After listening to the album a few times, Vesey asked me what I thought about it and I told him what I liked most about it was that it didn't sound like a Detroit album. That instantly made him happy. No slander towards anyone in Detroit, but one of the things that I feel that has held Detroit back has been our artists inability to think beyond the block, forever stuck into their own subcultural bubble. Vesey knows this and has been able to successfully think beyond local artistically on At Oddz Til I'm Even.

The details behind At Oddz Til I'm Even read like a way to organically build relationships with your peers that you respect rather than buying an image for a chance at stardom. The list of emcees and producers featured on the album -- with the likes of Crooked I, Bumpy Knuckles, Royce Da 5'9", Moss, and Apollo Brown, among others, and even a song over a J. Dilla beat (video above) -- looks like well-rounded collection of independent hip hop's brightest from the past and present; balanced out to never overshadow V-Stylez presence but to bring the best out of him and everyone involved.

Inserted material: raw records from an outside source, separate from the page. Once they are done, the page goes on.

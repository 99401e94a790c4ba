// Domain layer: readings and the ports the polling session talks through.

pub mod model;
pub mod ports;
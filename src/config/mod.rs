#[cfg(feature = "cli")]
pub mod cli;
pub mod toml_config;

#[cfg(feature = "cli")]
pub use cli::ServiceArgs;
pub use toml_config::{Config, LocationConfig, LoggingConfig, PvOutputConfig, SerialConfig};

No smoke and mirrors, Vesey has a mutual respect both musically and personally with everyone he works with. "I think as far as artists," Vesey explains, "in order for you to be strong, you have to be around people that are going to challenge you."

Vesey is forever a student of hip hop; his influences are the same as any of us that really got to enjoy the fabulous eras of music that came from the '80s and '90s. It's much more than just music to Vesey though, hip hop was a way for him to get past the night he cheated death, a day he calls his "second birthday".

It was back on October 4th of 1996, Vesey was out on a date with a female; they went to see the movie Independence Day. After the date, he went to take her home; she stayed on the east side over in the part on Detroit close to the borders of Harper Woods and Grosse Pointe. At the time, Vesey lived on the west side so he wasn't that familiar with the area. As he was about to drop her off, a couple guys ran up on his car, pull his date out of the car, roughed her up, and with a gun pointed to his head, advised Vesey to start walking away. Call it what you will, luck or divine intervention, this is when things reached its fever pitch and death was knocking on Vesey's door.

As Vesey explains:

"I turn around, I walked a little distance, maybe a car length or two. A little bird said 'turn around', as I was turning around; it was like he was waiting for me to turn around because he squeezed the trigger. The first bullet missed. As I'm turning around as the second bullet is coming down the range, the bullet went through the side of my face and through the back of my neck. I remember my face hitting the ground first. I kept getting up, but every time I got up my equilibrium was so screwed, I would literally hit my face on the concrete very hard. I don't know why these guys didn't walk back up and finish me, because they could have."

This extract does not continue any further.